Lors d'une rencontre organisée récemment dans le bidonville, le gouvernement a été accusé d'inaction. Pour les habitants, les autorités ne parviennent pas à remplir leurs obligations, comme offrir un toit convenable à chaque citoyen ainsi que l'eau et l'électricité dans le bidonville.
“Ces questions sont prioritaires, tout tourne autour de cela. Si le gouvernement fournit un toit convenable aux résidents, la sécurité, l'eau et d'autres services se mettront en place, et les gangs n'auront plus besoin d'extorquer la population”, remarque Cyprian Nyamwamu, membre du 'National Convention Executive Council', une association qui regroupe différentes organisations en faveur de réformes. En 2003, le gouvernement avait annoncé la construction annuelle de 150.000 habitations pour faire face à la pénurie de logements. Cinq ans plus tard, cette promesse n'a toujours pas été suivie d'effet.
Certains envisagent des changements plus larges. “Nous devons remanier le système de gouvernance en profondeur et surtout mettre en place un cadre qui permettra de guider la construction de logements et la fourniture de services dans les bidonvilles”, estime Achoka Awori, coordinateur de SAYARI, un groupe de réflexion basé à Nairobi et chargé de questions sociales, économiques et politiques. “Il n'y a pas de politique ferme en matière de fourniture de service dans ces installations provisoires parce que les autorités ne veulent pas légitimer ces constructions qu'elles considèrent comme illégales”, indique de son côté Betty Tett, vice-ministre en charge du logement.
Pour exprimer leur frustration, les habitants du bidonville ont décidé de faire entendre leur voix dans la capitale kenyane, qui accueille jusqu'au 25 janvier la 7ème édition du Forum social mondial (FSM), un événement alter-mondialiste institué en 2001 à Porto Alegre (Brésil) comme alternative au Forum économique mondial qui se tient à la même période à Davos, en Suisse.
“Nous espérons raconter notre quotidien au monde et partager notre expérience, nos peurs et nos aspirations.
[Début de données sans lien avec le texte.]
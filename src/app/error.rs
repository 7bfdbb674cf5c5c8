use chrono::{DateTime, Utc};
use thiserror::Error;

#[derive(Error, Debug)]
pub enum RoostError {
    #[error("Called too frequently (last attempt at {last_attempt})")]
    RateLimited { last_attempt: DateTime<Utc> },

    #[error("Failed to fetch @{handle}: {reason}")]
    FetchFailed { handle: String, reason: String },

    #[error("Failed to read timeline of @{handle}: {reason}")]
    ExtractionFailed { handle: String, reason: String },

    #[error("Could not follow @{handle}: {reason}")]
    FollowFetchFailed { handle: String, reason: String },

    #[error("Invalid handle: {0:?}")]
    InvalidHandle(String),

    #[error("Database error: {0}")]
    Database(#[from] rusqlite::Error),

    #[error("Migration error: {0}")]
    Migration(String),

    #[error("HTTP error: {0}")]
    Http(#[from] reqwest::Error),

    #[error("Invalid URL: {0}")]
    InvalidUrl(#[from] url::ParseError),

    #[error("IO error: {0}")]
    Io(#[from] std::io::Error),

    #[error("JSON error: {0}")]
    Json(#[from] serde_json::Error),

    #[error("Configuration error: {0}")]
    Config(String),

    #[error("{0}")]
    Other(String),
}

pub type Result<T> = std::result::Result<T, RoostError>;
//! Menus built from a [`FeedSnapshot`].
//!
//! Menus are plain data. A front end renders the items and hands the
//! [`MenuAction`] of the chosen item back to the [`Shell`](crate::shell::Shell).

use crate::domain::{FeedSnapshot, Post};
use crate::wrap::wrap;

#[derive(Debug, Clone, PartialEq, Eq)]
pub enum MenuAction {
    /// Open the submenu listing an account's posts
    ShowAccount { handle: String },
    /// Open the submenu showing a full post
    ShowPost { handle: String, id: String },
    /// Open a post in the external viewer
    OpenPost { handle: String, id: String },
    Remove { handle: String },
    Follow,
}

#[derive(Debug, Clone, Copy, PartialEq, Eq)]
pub enum MenuItemKind {
    Normal,
    Header,
    Separator,
}

#[derive(Debug, Clone, PartialEq, Eq)]
pub struct MenuItem {
    pub text: String,
    pub action: Option<MenuAction>,
    pub kind: MenuItemKind,
    pub has_children: bool,
}

impl MenuItem {
    pub fn new(text: impl Into<String>, action: MenuAction) -> Self {
        Self {
            text: text.into(),
            action: Some(action),
            kind: MenuItemKind::Normal,
            has_children: false,
        }
    }

    /// Plain text with nothing to activate.
    pub fn label(text: impl Into<String>) -> Self {
        Self {
            text: text.into(),
            action: None,
            kind: MenuItemKind::Normal,
            has_children: false,
        }
    }

    pub fn header(text: impl Into<String>) -> Self {
        Self {
            kind: MenuItemKind::Header,
            ..Self::label(text)
        }
    }

    pub fn separator() -> Self {
        Self {
            kind: MenuItemKind::Separator,
            ..Self::label("")
        }
    }

    fn with_children(mut self) -> Self {
        self.has_children = true;
        self
    }

    pub fn is_selectable(&self) -> bool {
        self.action.is_some()
    }
}

pub const NO_POSTS: &str = "No posts!";
pub const RECENT_POSTS: &str = "Recent posts";
pub const POST_NOT_FOUND: &str = "Can't find post!";
pub const FOLLOW: &str = "Follow…";

const EMPTY_TITLE: &str = "🐦";
const POSTS_TITLE: &str = "🐥";

/// One post as a menu entry.
///
/// Text longer than `truncate - 2` characters is cut to `truncate - 3`
/// characters plus `...`, and the entry then leads to the full post instead
/// of opening it. `truncate == 0` never cuts.
pub fn post_item(post: &Post, truncate: usize) -> MenuItem {
    let handle = post.canonical_handle.clone();
    let id = post.id.clone();

    if truncate > 0 && post.text.chars().count() > truncate.saturating_sub(2) {
        let mut text: String = post.text.chars().take(truncate.saturating_sub(3)).collect();
        text.push_str("...");
        MenuItem::new(text, MenuAction::ShowPost { handle, id }).with_children()
    } else {
        MenuItem::new(post.text.clone(), MenuAction::OpenPost { handle, id })
    }
}

/// Newest post and an `@handle` entry per tracked account, then `Follow…`.
pub fn root_menu(snapshot: &FeedSnapshot, truncate: usize) -> Vec<MenuItem> {
    let mut items = Vec::with_capacity(snapshot.handles.len() * 2 + 2);

    for handle in &snapshot.handles {
        if let Some(post) = snapshot.newest(handle) {
            items.push(post_item(post, truncate));
        }
        items.push(
            MenuItem::new(
                format!("@{}", handle),
                MenuAction::ShowAccount {
                    handle: handle.clone(),
                },
            )
            .with_children(),
        );
    }

    items.push(MenuItem::separator());
    items.push(MenuItem::new(FOLLOW, MenuAction::Follow));
    items
}

/// Cached posts of one account followed by its `Remove` entry.
pub fn account_menu(snapshot: &FeedSnapshot, handle: &str, truncate: usize) -> Vec<MenuItem> {
    let posts = snapshot.posts_for(handle);
    let mut items = Vec::with_capacity(posts.len() + 3);

    if posts.is_empty() {
        items.push(MenuItem::label(NO_POSTS));
    } else {
        items.push(MenuItem::header(RECENT_POSTS));
        items.extend(posts.iter().map(|post| post_item(post, truncate)));
    }

    items.push(MenuItem::separator());
    items.push(MenuItem::new(
        format!("Remove @{}", handle),
        MenuAction::Remove {
            handle: handle.to_string(),
        },
    ));
    items
}

/// Full text of one post, one entry per wrapped line.
pub fn post_menu(snapshot: &FeedSnapshot, handle: &str, id: &str, width: usize) -> Vec<MenuItem> {
    let Some(post) = snapshot.find_post(handle, id) else {
        return vec![MenuItem::label(POST_NOT_FOUND)];
    };

    let open = || MenuAction::OpenPost {
        handle: post.canonical_handle.clone(),
        id: post.id.clone(),
    };

    let lines = wrap(&post.text, width);
    if lines.is_empty() {
        return vec![MenuItem::new("", open())];
    }
    lines
        .into_iter()
        .map(|line| MenuItem::new(line, open()))
        .collect()
}

/// Title line: the start of the newest post of the first tracked account.
pub fn status_title(snapshot: &FeedSnapshot, chars: usize) -> String {
    match snapshot.handles.first().and_then(|h| snapshot.newest(h)) {
        Some(post) => {
            let preview: String = post.text.chars().take(chars).collect();
            format!("{}{}", POSTS_TITLE, preview)
        }
        None => EMPTY_TITLE.to_string(),
    }
}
Nous voulons raconter ce que nous vivons et ce que nous envisageons de faire alors que nous vivons dans des conditions inhumaines”, explique Maina. “Généralement, ceux qui parlent de la situation dans les bidonvilles sont ceux qui n'y vivent pas. Cette fois, à l'occasion du FSM, nous voulons parler de notre vécu, que le monde l'entende de notre propre bouche”, ajoute-t-il.
Depuis sa création, le FSM — qui réunit chaque année des centaines de milliers d'activistes opposés à la mondialisation — aborde des questions liées au logement, au VIH/SIDA, à l'égalité des chances, à l'allègement de la dette des pays pauvres, au commerce ou à la bonne gouvernance.
Selon les Nations Unies, 60 pour cent de la population de Nairobi (environ 4 millions d'habitants) vivent dans des bidonvilles. “Si autant de gens vivent dans des bidonvilles et ne peuvent mener une vie décente, c'est que — en tant que gouvernement — vous avez manqué à vos obligations”, estime Awori.